◆ **What this task involves**: List all lines of the data that include the string "JobsQuery".

◆ **Records**:
//! Location handling for the TUI app.
//!
//! Responsibilities:
//! - Apply a visited location: pick the route and restore jobs list state
//! - Issue jobs requests with monotonically increasing ids
//!
//! Non-responsibilities:
//! - Does NOT perform HTTP requests (see runtime side effects)

use tracing::debug;

use crate::action::Action;
use crate::app::App;
use crate::app::state::InputMode;
use crate::jobs::JobsQuery;
use crate::route::{Route, split_location};

impl App {
    /// Navigate to `location`. Returns a jobs request when the route needs fresh data.
    pub fn visit(&mut self, location: &str) -> Option<Action> {
        let (path, query) = split_location(location);
        let route = Route::parse(path);

        self.jobs.close_facet();
        self.input_mode = InputMode::Normal;

        match &route {
            Route::Jobs => {
                let query = JobsQuery::parse(query);
                self.search_input.set_value(query.search());
                self.jobs.set_query(query);
            }
            Route::Tokens => {
                self.token_input.clear();
                self.input_mode = InputMode::TokenEntry;
            }
            Route::NotFound(path) => debug!(path = %path, "Unknown route"),
            Route::JobDetail(_) | Route::RunJob => {}
        }
        self.route = route;

        let refetch = self.route == Route::Jobs || (self.route.needs_jobs() && !self.jobs.is_loaded());
        refetch.then(|| self.load_jobs())
    }

    /// Start a jobs request for the active namespace.
    ///
    /// Responses to earlier requests are discarded once this is issued.
    pub fn load_jobs(&mut self) -> Action {
        self.request_seq += 1;
        self.latest_request = Some(self.request_seq);
        self.loading = true;
        Action::LoadJobs {
            namespace: self.jobs.namespace().to_string(),
            request_id: self.request_seq,
        }
    }

    /// Return to the jobs list, keeping its query state.
    pub fn back_to_jobs(&self) -> Action {
        Action::Visit(self.jobs.location())
    }

    pub(crate) fn is_latest_request(&self, request_id: u64) -> bool {
        self.latest_request == Some(request_id)
    }

    pub(crate) fn finish_request(&mut self) {
        self.latest_request = None;
        self.loading = false;
    }
}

◆ **Solution to the problem**:
use crate::jobs::JobsQuery;
                let query = JobsQuery::parse(query);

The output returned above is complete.